▶ **EXERCISE**: Lines in the listing below containing the string "session" are to be identified and copied.

▶ **DATA EXCERPTS**:
################

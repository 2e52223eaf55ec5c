use std::sync::mpsc::{self, RecvTimeoutError, Sender};
use std::thread::{self, JoinHandle};
use std::time::Duration;

use tracing::{debug, error};

use crate::errors::Result;

/// Runs a callback on a background thread every `interval` until stopped.
///
/// The callback runs to completion before the next wait starts, so ticks never
/// overlap. Dropping the ticker stops it and joins the thread.
pub struct Ticker {
    stop: Option<Sender<()>>,
    handle: Option<JoinHandle<()>>,
}

impl Ticker {
    pub fn spawn<F>(name: &str, interval: Duration, mut tick: F) -> Result<Self>
    where
        F: FnMut() + Send + 'static,
    {
        let (stop, stopped) = mpsc::channel::<()>();
        let handle = thread::Builder::new()
            .name(name.to_string())
            .spawn(move || {
                loop {
                    match stopped.recv_timeout(interval) {
                        Err(RecvTimeoutError::Timeout) => tick(),
                        Ok(()) | Err(RecvTimeoutError::Disconnected) => break,
                    }
                }
            })?;
        debug!(name, ?interval, "ticker started");
        Ok(Self {
            stop: Some(stop),
            handle: Some(handle),
        })
    }

    pub fn stop(&mut self) {
        if let Some(stop) = self.stop.take() {
            let _ = stop.send(());
        }
        if let Some(handle) = self.handle.take()
            && handle.join().is_err()
        {
            error!("ticker thread panicked");
        }
    }
}

impl Drop for Ticker {
    fn drop(&mut self) {
        self.stop();
    }
}

#[cfg(test)]
mod tests {
    use super::*;
    use std::sync::Arc;
    use std::sync::atomic::{AtomicUsize, Ordering};

    #[test]
    fn test_ticks_until_stopped() {
        let count = Arc::new(AtomicUsize::new(0));
        let c = count.clone();
        let mut ticker = Ticker::spawn("test-ticker", Duration::from_millis(10), move || {
            c.fetch_add(1, Ordering::SeqCst);
        })
        .unwrap();
        thread::sleep(Duration::from_millis(100));
        ticker.stop();
        let after_stop = count.load(Ordering::SeqCst);
        assert!(after_stop >= 2);
        thread::sleep(Duration::from_millis(50));
        assert_eq!(count.load(Ordering::SeqCst), after_stop);
    }

    #[test]
    fn test_drop_stops_thread() {
        let count = Arc::new(AtomicUsize::new(0));
        let c = count.clone();
        let ticker = Ticker::spawn("test-ticker", Duration::from_secs(60), move || {
            c.fetch_add(1, Ordering::SeqCst);
        })
        .unwrap();
        drop(ticker);
        assert_eq!(count.load(Ordering::SeqCst), 0);
    }
}
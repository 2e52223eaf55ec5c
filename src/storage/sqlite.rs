use std::collections::HashSet;
use std::sync::{Mutex, MutexGuard, PoisonError};

use chrono::Utc;
use rusqlite::{Connection, ErrorCode, OptionalExtension, Row, params};

use crate::errors::{FavError, Result};
use super::models::{
    ClipMetadata, ClipQuery, ClipRecord, IndexStats, KeywordRange, Tag, TagsRelation,
};
use super::schema;
use super::{ClipIndex, TagVocabulary};

const BASE_SELECT: &str = "
    SELECT c.key, c.video_name, c.clip_text, c.context_text, c.created_at, c.updated_at
    FROM video_clip c
";

// Keeps `IN (...)` lists well under SQLite's bound-parameter limit.
const KEY_CHUNK: usize = 500;

pub struct SqliteIndex {
    conn: Mutex<Connection>,
}

fn row_to_record(row: &Row) -> rusqlite::Result<ClipRecord> {
    Ok(ClipRecord {
        key: row.get(0)?,
        video_name: row.get(1)?,
        clip_text: row.get(2)?,
        context_text: row.get(3)?,
        created_at: row.get(4)?,
        updated_at: row.get(5)?,
    })
}

fn row_to_tag(row: &Row) -> rusqlite::Result<Tag> {
    Ok(Tag {
        id: row.get(0)?,
        name: row.get(1)?,
    })
}

fn is_constraint_violation(e: &rusqlite::Error) -> bool {
    matches!(e, rusqlite::Error::SqliteFailure(f, _) if f.code == ErrorCode::ConstraintViolation)
}

fn upsert_clip_on(conn: &Connection, clip: &ClipMetadata) -> Result<()> {
    let now = Utc::now();
    conn.execute(
        "INSERT INTO video_clip (key, video_name, clip_text, context_text, created_at, updated_at)
         VALUES (?, ?, ?, ?, ?, ?)
         ON CONFLICT(key) DO UPDATE SET
            video_name = excluded.video_name,
            clip_text = excluded.clip_text,
            context_text = excluded.context_text,
            updated_at = excluded.updated_at",
        params![
            clip.key,
            clip.video_name,
            clip.clip_text,
            clip.context_text,
            clip.created_at,
            now,
        ],
    )?;
    Ok(())
}

fn resolve_or_create_on(conn: &Connection, name: &str) -> Result<Tag> {
    let name = name.trim();
    if name.is_empty() {
        return Err(FavError::InvalidInput("tag name must not be blank".into()));
    }
    let now = Utc::now();
    conn.execute(
        "INSERT OR IGNORE INTO tag (name, created_at, updated_at) VALUES (?, ?, ?)",
        params![name, now, now],
    )?;
    let tag = conn.query_row(
        "SELECT id, name FROM tag WHERE name = ?",
        params![name],
        row_to_tag,
    )?;
    Ok(tag)
}

fn escape_like(s: &str) -> String {
    let mut out = String::with_capacity(s.len());
    for c in s.chars() {
        if matches!(c, '%' | '_' | '\\') {
            out.push('\\');
        }
        out.push(c);
    }
    out
}

fn bind_on(conn: &Connection, key: &str, tag_id: i64) -> Result<()> {
    let now = Utc::now();
    conn.execute(
        "INSERT OR IGNORE INTO clip_tag_relation (clip_key, tag_id, created_at, updated_at)
         VALUES (?, ?, ?, ?)",
        params![key, tag_id, now, now],
    )?;
    Ok(())
}

impl SqliteIndex {
    pub fn new(conn: Connection) -> Result<Self> {
        conn.execute_batch("PRAGMA foreign_keys = ON;")?;
        conn.execute(schema::CREATE_CLIPS_TABLE, [])?;
        conn.execute(schema::CREATE_TAGS_TABLE, [])?;
        conn.execute(schema::CREATE_CLIP_TAG_TABLE, [])?;
        conn.execute(schema::CREATE_INDEX_CREATED_AT, [])?;
        conn.execute(schema::CREATE_INDEX_RELATION_TAG, [])?;
        Ok(Self {
            conn: Mutex::new(conn),
        })
    }

    pub fn in_memory() -> Result<Self> {
        let conn = Connection::open_in_memory()?;
        Self::new(conn)
    }

    fn conn(&self) -> MutexGuard<'_, Connection> {
        self.conn.lock().unwrap_or_else(PoisonError::into_inner)
    }

    fn require_clip(conn: &Connection, key: &str) -> Result<()> {
        let found: Option<i64> = conn
            .query_row("SELECT 1 FROM video_clip WHERE key = ?", params![key], |row| row.get(0))
            .optional()?;
        match found {
            Some(_) => Ok(()),
            None => Err(FavError::NotFound(format!("Clip {} not found", key))),
        }
    }

    #[cfg(test)]
    pub fn count(&self, table: &str) -> i64 {
        self.conn()
            .query_row(&format!("SELECT COUNT(*) FROM {}", table), [], |row| row.get(0))
            .unwrap()
    }
}

impl TagVocabulary for SqliteIndex {
    fn resolve_or_create(&self, name: &str) -> Result<Tag> {
        resolve_or_create_on(&self.conn(), name)
    }

    fn rename(&self, id: i64, name: &str) -> Result<()> {
        let name = name.trim();
        if name.is_empty() {
            return Err(FavError::InvalidInput("tag name must not be blank".into()));
        }
        let changes = self
            .conn()
            .execute(
                "UPDATE tag SET name = ?, updated_at = ? WHERE id = ?",
                params![name, Utc::now(), id],
            )
            .map_err(|e| {
                if is_constraint_violation(&e) {
                    FavError::InvalidInput(format!("tag \"{}\" already exists", name))
                } else {
                    FavError::Storage(e)
                }
            })?;
        if changes == 0 {
            return Err(FavError::NotFound(format!("Tag with id {} not found", id)));
        }
        Ok(())
    }

    fn get_tag(&self, id: i64) -> Result<Tag> {
        self.conn()
            .query_row("SELECT id, name FROM tag WHERE id = ?", params![id], row_to_tag)
            .map_err(|e| match e {
                rusqlite::Error::QueryReturnedNoRows => {
                    FavError::NotFound(format!("Tag with id {} not found", id))
                }
                other => FavError::Storage(other),
            })
    }

    fn list_tags(&self) -> Result<Vec<Tag>> {
        let conn = self.conn();
        let mut stmt = conn.prepare("SELECT id, name FROM tag ORDER BY name")?;
        let tags = stmt
            .query_map([], row_to_tag)?
            .collect::<std::result::Result<Vec<_>, _>>()?;
        Ok(tags)
    }
}
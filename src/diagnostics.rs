// Copyright 2024 OctoFHIR Team
//
// Licensed under the Apache License, Version 2.0 (the "License");
// you may not use this file except in compliance with the License.
// You may obtain a copy of the License at
//
//     http://www.apache.org/licenses/LICENSE-2.0
//
// Unless required by applicable law or agreed to in writing, software
// distributed under the License is distributed on an "AS IS" BASIS,
// WITHOUT WARRANTIES OR CONDITIONS OF ANY KIND, either express or implied.
// See the License for the specific language governing permissions and
// limitations under the License.

//! Diagnostics emitted while compiling features
//!
//! Components never log directly; they report to a [`DiagnosticSink`] passed in by
//! the caller. [`LogSink`] forwards to the `log` facade, [`DiagnosticCollector`]
//! keeps diagnostics for inspection.

use std::fmt;

use crate::error::{CodegenError, CompilationError};
use crate::features::FeatureKind;

/// Diagnostic severity levels
#[derive(Debug, Clone, Copy, PartialEq, Eq, PartialOrd, Ord, Hash, Default)]
pub enum Severity {
    /// Information about the session
    #[default]
    Info,
    /// A feature kind was skipped; generated artifacts are still valid
    Warning,
    /// The session failed
    Error,
}

/// Diagnostic codes
#[derive(Debug, Clone, Copy, PartialEq, Eq, Hash)]
pub enum DiagnosticCode {
    /// The registry has no definition for a kind
    MissingDefinition,
    /// A definition exists but could not be compiled
    CompilationFailed,
    /// An artifact was written
    ArtifactWritten,
    /// An artifact could not be written
    WriteFailed,
}

/// A diagnostic message
#[derive(Debug, Clone, PartialEq, Eq)]
pub struct Diagnostic {
    /// Severity of the diagnostic
    pub severity: Severity,
    /// Diagnostic code
    pub code: DiagnosticCode,
    /// Feature kind the diagnostic is about, if any
    pub kind: Option<FeatureKind>,
    /// Human-readable message
    pub message: String,
}

impl Diagnostic {
    /// Create a new diagnostic
    pub fn new(severity: Severity, code: DiagnosticCode, message: impl Into<String>) -> Self {
        Self {
            severity,
            code,
            kind: None,
            message: message.into(),
        }
    }

    /// Warning for a feature kind that could not be compiled
    pub fn compilation_failed(kind: FeatureKind, error: &CompilationError) -> Self {
        let code = match error {
            CompilationError::MissingDefinition { .. } => DiagnosticCode::MissingDefinition,
            _ => DiagnosticCode::CompilationFailed,
        };
        Self {
            severity: Severity::Warning,
            code,
            kind: Some(kind),
            message: format!("failed to generate {kind} features: {error}"),
        }
    }

    /// Error for an artifact the session could not write
    pub fn write_failed(error: &CodegenError) -> Self {
        Self::new(
            Severity::Error,
            DiagnosticCode::WriteFailed,
            error.to_string(),
        )
    }

    /// Check if this is a warning or worse
    pub fn is_warning(&self) -> bool {
        self.severity >= Severity::Warning
    }
}

impl fmt::Display for Diagnostic {
    fn fmt(&self, f: &mut fmt::Formatter<'_>) -> fmt::Result {
        let level = match self.severity {
            Severity::Info => "info",
            Severity::Warning => "warning",
            Severity::Error => "error",
        };
        write!(f, "{level}: {}", self.message)
    }
}

/// Receiver of diagnostics
pub trait DiagnosticSink {
    /// Handle one diagnostic
    fn report(&mut self, diagnostic: Diagnostic);
}

/// Sink forwarding diagnostics to the `log` facade
#[derive(Debug, Clone, Copy, Default)]
pub struct LogSink;

impl DiagnosticSink for LogSink {
    fn report(&mut self, diagnostic: Diagnostic) {
        match diagnostic.severity {
            Severity::Info => log::info!("{}", diagnostic.message),
            Severity::Warning => log::warn!("{}", diagnostic.message),
            Severity::Error => log::error!("{}", diagnostic.message),
        }
    }
}

/// Sink that stores every diagnostic
#[derive(Debug, Clone, Default)]
pub struct DiagnosticCollector {
    diagnostics: Vec<Diagnostic>,
}

impl DiagnosticCollector {
    /// Create an empty collector
    pub fn new() -> Self {
        Self::default()
    }

    /// Diagnostics in report order
    pub fn diagnostics(&self) -> &[Diagnostic] {
        &self.diagnostics
    }

    /// Diagnostics of warning severity or worse
    pub fn warnings(&self) -> impl Iterator<Item = &Diagnostic> {
        self.diagnostics.iter().filter(|d| d.is_warning())
    }

    /// Diagnostics about one feature kind
    pub fn for_kind(&self, kind: FeatureKind) -> impl Iterator<Item = &Diagnostic> {
        self.diagnostics
            .iter()
            .filter(move |d| d.kind == Some(kind))
    }

    /// Take the collected diagnostics, leaving the collector empty
    pub fn take(&mut self) -> Vec<Diagnostic> {
        std::mem::take(&mut self.diagnostics)
    }
}

impl DiagnosticSink for DiagnosticCollector {
    fn report(&mut self, diagnostic: Diagnostic) {
        self.diagnostics.push(diagnostic);
    }
}
//! Analysis core boundary
//!
//! [`CoreHolder`] owns the feature registry and selects, per feature kind, which
//! evaluator the scorer calls. Compiled evaluators come either from generated code
//! ([`CoreHolder::install_static`]) or from the closure backend
//! ([`CoreHolder::compile_runtime`]). A kind without a compiled evaluator keeps
//! using the interpreted one.

use std::fmt;

use serde::{Deserialize, Serialize};

use crate::api::{NgramFeatureApply, PartialNgramFeatureApply, StaticFeatureFactory};
use crate::combiner::{CompiledNgramApply, CompiledPartialNgramApply, FeatureCombiner};
use crate::context::ContextWindow;
use crate::diagnostics::{Diagnostic, DiagnosticSink};
use crate::features::{FeatureHolder, FeatureKind};

/// Analysis core settings
#[derive(Debug, Clone, Copy, PartialEq, Eq, Serialize, Deserialize)]
#[serde(default)]
pub struct CoreConfig {
    /// Number of paths kept per lattice node
    pub beam_size: usize,
}

impl Default for CoreConfig {
    fn default() -> Self {
        Self { beam_size: 5 }
    }
}

/// Where the evaluator of a kind comes from
#[derive(Debug, Clone, Copy, PartialEq, Eq, Hash, Serialize, Deserialize)]
#[serde(rename_all = "snake_case")]
pub enum EvaluatorSource {
    /// Generated code linked into the binary
    Static,
    /// Closures compiled at startup
    Runtime,
    /// Interpreted evaluator of the registry
    Dynamic,
    /// No definition registered; the kind produces no features
    Missing,
}

impl fmt::Display for EvaluatorSource {
    fn fmt(&self, f: &mut fmt::Formatter<'_>) -> fmt::Result {
        let name = match self {
            EvaluatorSource::Static => "static",
            EvaluatorSource::Runtime => "runtime",
            EvaluatorSource::Dynamic => "dynamic",
            EvaluatorSource::Missing => "missing",
        };
        f.write_str(name)
    }
}

/// Evaluator selection for both kinds
#[derive(Debug, Clone, Copy, PartialEq, Eq, Serialize, Deserialize)]
pub struct InstalledEvaluators {
    /// Full ngram evaluator
    pub ngram: EvaluatorSource,
    /// Partial ngram evaluator
    pub partial_ngram: EvaluatorSource,
}

impl InstalledEvaluators {
    /// Selection for one kind
    pub fn get(&self, kind: FeatureKind) -> EvaluatorSource {
        match kind {
            FeatureKind::Ngram => self.ngram,
            FeatureKind::PartialNgram => self.partial_ngram,
        }
    }
}

/// Feature ids produced for one context
#[derive(Debug, Clone, Default, PartialEq, Eq)]
pub struct FeatureIds {
    /// Output of the full ngram evaluator
    pub ngram: Vec<u32>,
    /// Output of the partial ngram evaluator
    pub partial_ngram: Vec<u32>,
}

/// Feature registry plus the evaluators selected for scoring
pub struct CoreHolder {
    config: CoreConfig,
    features: FeatureHolder,
    ngram: Option<Box<dyn NgramFeatureApply>>,
    partial_ngram: Option<Box<dyn PartialNgramFeatureApply>>,
    installed: InstalledEvaluators,
}

impl CoreHolder {
    /// Create a holder scoring with the interpreted evaluators
    pub fn new(config: CoreConfig, features: FeatureHolder) -> Self {
        let installed = InstalledEvaluators {
            ngram: dynamic_or_missing(features.ngram_dynamic().is_some()),
            partial_ngram: dynamic_or_missing(features.partial_ngram_dynamic().is_some()),
        };
        Self {
            config,
            features,
            ngram: None,
            partial_ngram: None,
            installed,
        }
    }

    /// Core settings
    pub fn config(&self) -> &CoreConfig {
        &self.config
    }

    /// Feature registry
    pub fn features(&self) -> &FeatureHolder {
        &self.features
    }

    /// Current evaluator selection
    pub fn installed(&self) -> InstalledEvaluators {
        self.installed
    }

    /// Take the evaluators a generated factory provides.
    ///
    /// A kind the factory returns `None` for keeps its interpreted evaluator.
    pub fn install_static(&mut self, factory: &dyn StaticFeatureFactory) -> InstalledEvaluators {
        match factory.ngram() {
            Some(evaluator) => {
                self.ngram = Some(evaluator);
                self.installed.ngram = EvaluatorSource::Static;
            }
            None => self.fall_back(FeatureKind::Ngram),
        }
        match factory.partial_ngram() {
            Some(evaluator) => {
                self.partial_ngram = Some(evaluator);
                self.installed.partial_ngram = EvaluatorSource::Static;
            }
            None => self.fall_back(FeatureKind::PartialNgram),
        }
        log::info!(
            "installed static evaluators: ngram={}, partial_ngram={}",
            self.installed.ngram,
            self.installed.partial_ngram
        );
        self.installed
    }

    /// Compile both kinds into closures; kinds that fail are reported to `sink`
    pub fn compile_runtime(
        &mut self,
        combiner: &FeatureCombiner,
        sink: &mut dyn DiagnosticSink,
    ) -> InstalledEvaluators {
        match combiner.combine(&self.features, FeatureKind::Ngram) {
            Ok(program) => {
                self.ngram = Some(Box::new(CompiledNgramApply::compile(&program)));
                self.installed.ngram = EvaluatorSource::Runtime;
            }
            Err(error) => {
                sink.report(Diagnostic::compilation_failed(FeatureKind::Ngram, &error));
                self.fall_back(FeatureKind::Ngram);
            }
        }
        match combiner.combine(&self.features, FeatureKind::PartialNgram) {
            Ok(program) => {
                self.partial_ngram = Some(Box::new(CompiledPartialNgramApply::compile(&program)));
                self.installed.partial_ngram = EvaluatorSource::Runtime;
            }
            Err(error) => {
                sink.report(Diagnostic::compilation_failed(
                    FeatureKind::PartialNgram,
                    &error,
                ));
                self.fall_back(FeatureKind::PartialNgram);
            }
        }
        self.installed
    }

    fn fall_back(&mut self, kind: FeatureKind) {
        match kind {
            FeatureKind::Ngram => {
                self.ngram = None;
                self.installed.ngram = dynamic_or_missing(self.features.ngram_dynamic().is_some());
            }
            FeatureKind::PartialNgram => {
                self.partial_ngram = None;
                self.installed.partial_ngram =
                    dynamic_or_missing(self.features.partial_ngram_dynamic().is_some());
            }
        }
        log::debug!(
            "no compiled {kind} evaluator, using {}",
            self.installed.get(kind)
        );
    }

    fn ngram_evaluator(&self) -> Option<&dyn NgramFeatureApply> {
        match &self.ngram {
            Some(evaluator) => Some(evaluator.as_ref()),
            None => self
                .features
                .ngram_dynamic()
                .map(|dynamic| dynamic as &dyn NgramFeatureApply),
        }
    }

    fn partial_ngram_evaluator(&self) -> Option<&dyn PartialNgramFeatureApply> {
        match &self.partial_ngram {
            Some(evaluator) => Some(evaluator.as_ref()),
            None => self
                .features
                .partial_ngram_dynamic()
                .map(|dynamic| dynamic as &dyn PartialNgramFeatureApply),
        }
    }

    /// Output buffer length needed by [`apply_ngram`](Self::apply_ngram)
    pub fn ngram_output_width(&self) -> usize {
        self.ngram_evaluator().map_or(0, |e| e.output_width())
    }

    /// Output buffer length needed by [`apply_partial_ngram`](Self::apply_partial_ngram)
    pub fn partial_ngram_output_width(&self) -> usize {
        self.partial_ngram_evaluator()
            .map_or(0, |e| e.output_width())
    }

    /// Write full ngram feature ids; leaves `result` untouched for a missing kind
    pub fn apply_ngram(&self, result: &mut [u32], t2: &[u64], t1: &[u64], t0: &[u64]) {
        if let Some(evaluator) = self.ngram_evaluator() {
            evaluator.apply(result, t2, t1, t0);
        }
    }

    /// Write partial ngram feature ids; leaves `result` untouched for a missing kind
    pub fn apply_partial_ngram(&self, result: &mut [u32], t2: &[u64], t1: &[u64], t0: &[u64]) {
        if let Some(evaluator) = self.partial_ngram_evaluator() {
            evaluator.apply(result, t2, t1, t0);
        }
    }

    /// Evaluate both kinds for one context into freshly allocated buffers
    pub fn evaluate(&self, context: &ContextWindow) -> FeatureIds {
        let (t2, t1, t0) = context.slices();
        let mut ids = FeatureIds {
            ngram: vec![0; self.ngram_output_width()],
            partial_ngram: vec![0; self.partial_ngram_output_width()],
        };
        self.apply_ngram(&mut ids.ngram, t2, t1, t0);
        self.apply_partial_ngram(&mut ids.partial_ngram, t2, t1, t0);
        ids
    }
}

impl fmt::Debug for CoreHolder {
    fn fmt(&self, f: &mut fmt::Formatter<'_>) -> fmt::Result {
        f.debug_struct("CoreHolder")
            .field("config", &self.config)
            .field("installed", &self.installed)
            .finish_non_exhaustive()
    }
}

fn dynamic_or_missing(defined: bool) -> EvaluatorSource {
    if defined {
        EvaluatorSource::Dynamic
    } else {
        EvaluatorSource::Missing
    }
}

################

▶ **EXPECTED ANSWER**:
    /// Information about the session
    /// The session failed
    /// Error for an artifact the session could not write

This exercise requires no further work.